チン小帯が脆弱、断裂、欠損

現在の主流の白内障手術において、破嚢のリスクを最も高くする患者側の要因である。

原因

①偽落屑症候群:全ての症例で支持組織の脆弱性を認めるわけではない。

②外傷:

③脈絡膜Coloboma:脈絡膜組織と共に下方のチン小帯が欠損している。

④Marfan 症候群:チン小帯が自然断裂し水晶体落下をきたすことあり。

術前に予測する方法

チン小帯の脆弱性を術前に正確に判断するのは困難である。

①前房深度に左右差が有る場合、注意が必要。

②スリットで診察して水晶体動揺性が有る場合、チン小帯の脆弱性が確実に存在する。

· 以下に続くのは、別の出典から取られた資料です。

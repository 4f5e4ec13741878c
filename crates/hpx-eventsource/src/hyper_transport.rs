//! HTTP/1 [`Transport`] built on `hyper-util`'s client.
//!
//! Plain `http://` only. Redirects are not followed, so a redirect status
//! fails the connection like any other non-`200` response.

use async_trait::async_trait;
use bytes::Bytes;
use futures_util::StreamExt;
use http_body_util::{BodyExt, Empty};
use hyper_util::{
    client::legacy::{Client, connect::HttpConnector},
    rt::TokioExecutor,
};
use tracing::debug;
use url::Url;

use crate::{
    error::{EventSourceError, EventSourceResult},
    transport::{StreamRequest, Transport, TransportResponse},
};

/// Streaming HTTP/1 transport.
#[derive(Clone, Debug)]
pub struct HyperTransport {
    client: Client<HttpConnector, Empty<Bytes>>,
}

impl HyperTransport {
    /// Create a transport with a fresh connection pool.
    #[must_use]
    pub fn new() -> Self {
        let client = Client::builder(TokioExecutor::new()).build_http();
        Self { client }
    }
}

impl Default for HyperTransport {
    fn default() -> Self {
        Self::new()
    }
}

#[async_trait]
impl Transport for HyperTransport {
    fn supports(&self, url: &Url) -> bool {
        url.scheme() == "http"
    }

    async fn start(&self, request: StreamRequest) -> EventSourceResult<TransportResponse> {
        if !self.supports(&request.url) {
            return Err(EventSourceError::config(format!(
                "HyperTransport does not support scheme {:?}",
                request.url.scheme()
            )));
        }
        if request.with_credentials {
            debug!(url = %request.url, "Credentials requested; no cookie store attached");
        }

        let uri: http::Uri = request
            .url
            .as_str()
            .parse()
            .map_err(|e| EventSourceError::invalid_url(format!("{e}")))?;
        let mut req = http::Request::builder()
            .method(http::Method::GET)
            .uri(uri)
            .body(Empty::<Bytes>::new())
            .map_err(|e| EventSourceError::config(format!("Failed to build request: {e}")))?;
        *req.headers_mut() = request.headers;

        let resp = self
            .client
            .request(req)
            .await
            .map_err(|e| EventSourceError::network(e.to_string()))?;

        let (parts, body) = resp.into_parts();
        let body = body
            .into_data_stream()
            .map(|chunk| chunk.map_err(|e| EventSourceError::network(e.to_string())))
            .boxed();

        Ok(TransportResponse {
            status: parts.status,
            headers: parts.headers,
            url: request.url,
            body,
        })
    }
}

#[cfg(test)]
mod tests {
    use super::*;

    #[tokio::test]
    async fn test_supports_plain_http_only() {
        let transport = HyperTransport::new();
        assert!(transport.supports(&Url::parse("http://example.com/stream").expect("url")));
        assert!(!transport.supports(&Url::parse("https://example.com/stream").expect("url")));
    }

    #[tokio::test]
    async fn test_https_is_rejected_as_fatal() {
        let transport = HyperTransport::new();
        let err = transport
            .start(StreamRequest {
                url: Url::parse("https://example.com/stream").expect("url"),
                headers: http::HeaderMap::new(),
                with_credentials: false,
            })
            .await
            .expect_err("https unsupported");
        assert!(!err.is_recoverable());
    }

    #[tokio::test]
    async fn test_connection_refused_is_recoverable() {
        // Bind then drop to get a port nobody listens on.
        let listener = std::net::TcpListener::bind("127.0.0.1:0").expect("bind");
        let addr = listener.local_addr().expect("addr");
        drop(listener);

        let transport = HyperTransport::new();
        let err = transport
            .start(StreamRequest {
                url: Url::parse(&format!("http://{addr}/stream")).expect("url"),
                headers: http::HeaderMap::new(),
                with_credentials: false,
            })
            .await
            .expect_err("nothing listening");
        assert!(err.is_recoverable());
    }
}
//! Line splitting and field extraction.

use bytes::{Buf, Bytes, BytesMut};

use super::constants::{COLON, CR, LF};

/// Field names understood by the parser, matched ASCII case-insensitively.
#[derive(Debug, Clone, Copy, PartialEq, Eq)]
pub(crate) enum FieldName {
    Event,
    Data,
    Id,
    Retry,
    Ignored,
}

impl FieldName {
    fn from_bytes(name: &[u8]) -> Self {
        if name.eq_ignore_ascii_case(b"event") {
            Self::Event
        } else if name.eq_ignore_ascii_case(b"data") {
            Self::Data
        } else if name.eq_ignore_ascii_case(b"id") {
            Self::Id
        } else if name.eq_ignore_ascii_case(b"retry") {
            Self::Retry
        } else {
            Self::Ignored
        }
    }
}

/// One fully terminated line.
#[derive(Debug, Clone, Copy, PartialEq, Eq)]
pub(crate) enum Line<'a> {
    /// Blank line, the event block delimiter.
    Empty,
    /// Line starting with `:`.
    Comment,
    /// `name` or `name: value`. A line without a colon has an empty value.
    Field { name: FieldName, value: &'a [u8] },
}

impl<'a> Line<'a> {
    pub(crate) fn parse(bytes: &'a [u8]) -> Self {
        if bytes.is_empty() {
            return Self::Empty;
        }
        match memchr::memchr(COLON, bytes) {
            Some(0) => Self::Comment,
            Some(colon_pos) => {
                let value = &bytes[colon_pos + 1..];
                // Strip single leading space if present.
                let value = match value {
                    [b' ', rest @ ..] => rest,
                    _ => value,
                };
                Self::Field {
                    name: FieldName::from_bytes(&bytes[..colon_pos]),
                    value,
                }
            }
            None => Self::Field {
                name: FieldName::from_bytes(bytes),
                value: &[],
            },
        }
    }
}

/// Finds the next end-of-line in `bytes`, searching from `from`.
///
/// Returns `(line_end, remainder_start)`. Returns `None` if more data is
/// needed, including when the buffer ends with a CR that may be the first
/// half of a CRLF pair.
fn find_eol(bytes: &[u8], from: usize) -> Option<(usize, usize)> {
    let first_match = from + memchr::memchr2(CR, LF, bytes.get(from..)?)?;

    if bytes[first_match] == LF {
        return Some((first_match, first_match + 1));
    }
    match bytes.get(first_match + 1) {
        None => None,
        Some(&LF) => Some((first_match, first_match + 2)),
        Some(_) => Some((first_match, first_match + 1)),
    }
}

/// Splits the next terminated line off the front of `buffer`, without its
/// terminator.
///
/// `scanned` is the length of the buffer prefix already known to hold no
/// terminator. It is advanced when no line is found, so a partial line is
/// never searched twice, and reset once a line is split off.
pub(crate) fn next_line(buffer: &mut BytesMut, scanned: &mut usize) -> Option<Bytes> {
    let Some((line_end, rem_start)) = find_eol(buffer, *scanned) else {
        // A trailing CR is looked at again once the next byte arrives.
        *scanned = buffer.len() - usize::from(buffer.last() == Some(&CR));
        return None;
    };
    *scanned = 0;
    let line = buffer.split_to(line_end).freeze();
    buffer.advance(rem_start - line_end);
    Some(line)
}
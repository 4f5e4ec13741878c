//! Deferred notification delivery.
//!
//! The driver task schedules notifications into a bounded FIFO channel; the
//! consumer receives them on its own turn through [`EventSourceStream`].
//! Every item is checked against the ready state at delivery, so once
//! `close()` has been called nothing more is yielded, including items that
//! were parsed and queued before the call.

use std::{
    fmt,
    pin::Pin,
    task::{Context, Poll},
};

use futures_util::Stream;
use tokio::sync::mpsc;

use crate::{parse::MessageEvent, state::ReadyStateCell};

/// Details of an `error` notification.
#[derive(Clone, Debug, PartialEq, Eq)]
pub struct ErrorEvent {
    /// `true` if a reconnection has been scheduled, `false` if the
    /// connection failed permanently.
    pub reconnecting: bool,
    /// Human-readable cause.
    pub reason: String,
}

/// Consumer-visible notification.
#[derive(Clone, Debug, PartialEq, Eq)]
#[non_exhaustive]
pub enum Notification {
    /// The connection opened (or re-opened after a loss).
    Open,
    /// A message event. Its [`event_type`](MessageEvent::event_type) names
    /// the listener it is addressed to.
    Message(MessageEvent),
    /// The connection was lost or failed.
    Error(ErrorEvent),
}

impl Notification {
    /// Listener name: `"open"`, `"error"`, or the message's event type.
    pub fn event_type(&self) -> &str {
        match self {
            Self::Open => "open",
            Self::Message(event) => event.event_type(),
            Self::Error(_) => "error",
        }
    }

    /// Returns the message if this is a message notification.
    pub fn as_message(&self) -> Option<&MessageEvent> {
        match self {
            Self::Message(event) => Some(event),
            _ => None,
        }
    }

    /// Returns `true` for `open` notifications.
    pub fn is_open(&self) -> bool {
        matches!(self, Self::Open)
    }

    /// Returns `true` for `error` notifications.
    pub fn is_error(&self) -> bool {
        matches!(self, Self::Error(_))
    }
}

impl fmt::Display for Notification {
    fn fmt(&self, f: &mut fmt::Formatter<'_>) -> fmt::Result {
        f.write_str(self.event_type())
    }
}

/// Producer side, owned by the connection driver.
#[derive(Debug)]
pub(crate) struct DispatchQueue {
    tx: mpsc::Sender<Notification>,
    state: ReadyStateCell,
}

impl DispatchQueue {
    pub(crate) fn new(capacity: usize, state: ReadyStateCell) -> (Self, EventSourceStream) {
        let (tx, rx) = mpsc::channel(capacity);
        let stream = EventSourceStream {
            rx,
            state: state.clone(),
        };
        (Self { tx, state }, stream)
    }

    /// Queue a notification for later delivery.
    ///
    /// Waits for channel capacity. Returns `false` if the consumer is gone
    /// or called `close()` meanwhile.
    pub(crate) async fn schedule(&self, notification: Notification) -> bool {
        tokio::select! {
            biased;
            () = self.state.close_requested() => false,
            sent = self.tx.send(notification) => sent.is_ok(),
        }
    }

    /// Resolves once the consumer dropped its stream.
    pub(crate) async fn abandoned(&self) {
        self.tx.closed().await;
    }
}

/// Stream of [`Notification`]s from an EventSource connection.
///
/// Ends after a fatal failure has been reported, or immediately once
/// `close()` has been called.
#[derive(Debug)]
pub struct EventSourceStream {
    rx: mpsc::Receiver<Notification>,
    state: ReadyStateCell,
}

impl EventSourceStream {
    /// Receive the next notification.
    pub async fn next_notification(&mut self) -> Option<Notification> {
        std::future::poll_fn(|cx| self.poll_deliver(cx)).await
    }

    fn poll_deliver(&mut self, cx: &mut Context<'_>) -> Poll<Option<Notification>> {
        if !self.state.delivers() {
            self.rx.close();
            return Poll::Ready(None);
        }
        match self.rx.poll_recv(cx) {
            // The state may have changed while the item sat in the queue.
            Poll::Ready(Some(_)) if !self.state.delivers() => {
                self.rx.close();
                Poll::Ready(None)
            }
            other => other,
        }
    }
}

impl Stream for EventSourceStream {
    type Item = Notification;

    fn poll_next(self: Pin<&mut Self>, cx: &mut Context<'_>) -> Poll<Option<Self::Item>> {
        self.get_mut().poll_deliver(cx)
    }
}
impl<T: Transport, N: NetworkMonitor> ConnectionManager<T, N> {
    /// The long-lived driver loop.
    async fn run(mut self) {
        let mut attempt: u32 = 0;

        loop {
            if !self.wait_for_network().await {
                break;
            }

            info!(url = %self.url, attempt, "EventSource connecting");
            match self.attempt().await {
                StreamOutcome::Stopped => break,
                StreamOutcome::Fatal(err) => {
                    self.fail(err).await;
                    return;
                }
                StreamOutcome::Restart => {
                    attempt = 0;
                }
                StreamOutcome::Lost(reason) => {
                    attempt = attempt.saturating_add(1);
                    if !self.reconnect_after_backoff(reason, attempt).await {
                        break;
                    }
                }
            }
        }

        // Reached on close() or when the consumer dropped its stream.
        if self.state.close(CloseCause::Requested) {
            info!(url = %self.url, "EventSource stream dropped, connection closed");
        }
        debug!(url = %self.url, "EventSource driver stopped");
    }

    /// Resolves when the consumer closed the connection or dropped the
    /// stream.
    async fn stopped(&self) {
        tokio::select! {
            () = self.state.close_requested() => {}
            () = self.queue.abandoned() => {}
        }
    }

    /// Returns `false` if stopped while waiting for the network.
    async fn wait_for_network(&self) -> bool {
        if self.monitor.is_available() {
            return true;
        }
        warn!(url = %self.url, "Network unavailable, waiting before connecting");
        tokio::select! {
            biased;
            () = self.stopped() => false,
            () = self.monitor.became_available() => {
                info!(url = %self.url, "Network available again");
                true
            }
        }
    }

    /// Request for the next attempt.
    ///
    /// `Last-Event-ID` is sent only when the last event ID is non-empty and
    /// is a valid header value. An ID holding other control characters is
    /// still reported on messages but cannot be sent, so the server sees a
    /// request without resumption.
    fn build_request(&self) -> StreamRequest {
        let mut headers = self.headers.clone();
        headers.insert(
            http::header::ACCEPT,
            http::HeaderValue::from_static(EVENT_STREAM_MIME),
        );
        headers.insert(
            http::header::CACHE_CONTROL,
            http::HeaderValue::from_static("no-store"),
        );
        headers.remove(LAST_EVENT_ID);

        // Last-Event-ID for resumption.
        let last_event_id = &self.resume.last_event_id;
        if !last_event_id.is_empty() {
            match http::HeaderValue::from_bytes(last_event_id.as_bytes()) {
                Ok(value) => {
                    headers.insert(LAST_EVENT_ID, value);
                }
                Err(_) => {
                    warn!(last_event_id = %last_event_id, "Last event ID is not a valid header value");
                }
            }
        }

        StreamRequest {
            url: self.url.clone(),
            headers,
            with_credentials: self.with_credentials,
        }
    }

    /// Run one request from issue to completion.
    async fn attempt(&mut self) -> StreamOutcome {
        let request = self.build_request();

        let response = tokio::select! {
            biased;
            () = self.stopped() => return StreamOutcome::Stopped,
            response = self.transport.start(request) => response,
        };

        let response = match response {
            Ok(response) => response,
            Err(err) if err.is_recoverable() => return StreamOutcome::Lost(err.to_string()),
            Err(err) => return StreamOutcome::Fatal(err),
        };

        if self.state.get().is_closed() {
            return StreamOutcome::Stopped;
        }
        if let Err(err) = validate_response(&response) {
            return StreamOutcome::Fatal(err);
        }

        self.policy.reset();
        if self.state.transition(ReadyState::Open) {
            info!(url = %self.url, "EventSource connection established");
            if !self.queue.schedule(Notification::Open).await {
                return StreamOutcome::Stopped;
            }
        } else {
            debug!(url = %self.url, "EventSource stream restarted");
        }

        let origin = response.url.origin().ascii_serialization();
        self.read_stream(response.body, origin).await
    }

    /// Feed the body into a fresh parser until it ends.
    async fn read_stream(&mut self, mut body: BodyStream, origin: String) -> StreamOutcome {
        let mut parser = StreamParser::new(origin);
        let mut guard = match self.max_buffer_size {
            Some(limit) => BufferGuard::with_limit(limit),
            None => BufferGuard::new(),
        };
        let mut completed: Vec<MessageEvent> = Vec::new();

        loop {
            let item = tokio::select! {
                biased;
                () = self.stopped() => return StreamOutcome::Stopped,
                item = body.next() => item,
            };

            match item {
                Some(Ok(chunk)) => {
                    parser.feed(&chunk, &mut self.resume, |event| completed.push(event));
                    if !self.dispatch_messages(&mut completed).await {
                        return StreamOutcome::Stopped;
                    }
                    if guard.record(chunk.len()) {
                        warn!(
                            url = %self.url,
                            received = guard.received(),
                            limit = guard.limit(),
                            "EventSource buffer limit exceeded, restarting stream"
                        );
                        // Dropping the body aborts the request.
                        return StreamOutcome::Restart;
                    }
                }
                Some(Err(err)) => {
                    error!(url = %self.url, error = %err, "EventSource stream error");
                    return StreamOutcome::Lost(err.to_string());
                }
                None => {
                    parser.finish(&mut self.resume, |event| completed.push(event));
                    if !self.dispatch_messages(&mut completed).await {
                        return StreamOutcome::Stopped;
                    }
                    warn!(url = %self.url, "EventSource stream ended");
                    return StreamOutcome::Lost("stream ended".to_string());
                }
            }
        }
    }

    async fn dispatch_messages(&self, completed: &mut Vec<MessageEvent>) -> bool {
        for event in completed.drain(..) {
            debug!(
                event_type = %event.event,
                last_event_id = %event.last_event_id,
                "EventSource message received",
            );
            if !self.queue.schedule(Notification::Message(event)).await {
                return false;
            }
        }
        true
    }

    /// Report a recoverable loss and sleep for the backoff delay. Returns
    /// `false` if stopped meanwhile.
    async fn reconnect_after_backoff(&mut self, reason: String, attempt: u32) -> bool {
        if self.state.get().is_closed() {
            return false;
        }
        self.state.transition(ReadyState::Connecting);

        let delay = self.policy.next_delay(self.resume.reconnection_interval);
        warn!(
            url = %self.url,
            attempt,
            reason = %reason,
            delay_ms = delay.as_millis() as u64,
            "EventSource reconnecting after backoff"
        );

        let notified = self
            .queue
            .schedule(Notification::Error(ErrorEvent {
                reconnecting: true,
                reason,
            }))
            .await;
        if !notified {
            return false;
        }

        tokio::select! {
            biased;
            () = self.stopped() => false,
            () = tokio::time::sleep(delay) => true,
        }
    }

    /// Close permanently and report the failure.
    async fn fail(&mut self, err: EventSourceError) {
        error!(url = %self.url, error = %err, "EventSource connection failed, not retrying");
        if self.state.close(CloseCause::Failed) {
            self.queue
                .schedule(Notification::Error(ErrorEvent {
                    reconnecting: false,
                    reason: err.to_string(),
                }))
                .await;
        }
    }
}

検査方法は、瞬目させる、瞼の上から眼球を触診するetc

③仰臥位にすると、診察室(座位)での前房深度より深くなる場合がある。この場合はチン小帯の脆弱性を強く疑う。

④急性緑内障発作眼ではチン小帯が脆弱なことが多い。

術中早期に見られる所見

①前房深度が異常に深い(脈絡膜剥離が周辺部に存在する症例でも同様)

②前嚢切開を作成する際に、核が下方に沈む。フラップを進めると核も一緒にに動く。

③前嚢切開の最初、前嚢穿刺時に前嚢に大きく皺が寄る。

対処法

①iris retractor を前嚢切開縁にひっかける方法が非常に有効である。

②超音波乳化吸引時の還流ボトル高を下げ、吸引流量を下げる。

③断裂が一部に限られている場合、capsular tension ringを嚢内に挿入し断裂が拡大しないようにする。

注目の記事

熱傷

≪病態≫ 熱の作用で、細胞レベルでたんぱく質が変性することにより生物学的活性が失われ、膜脂質の流動性が高まり、膜内の酵素活性が失われ、細胞機能が障害される。 熱の直接作用により、表皮や真皮に障害が …続きを読む…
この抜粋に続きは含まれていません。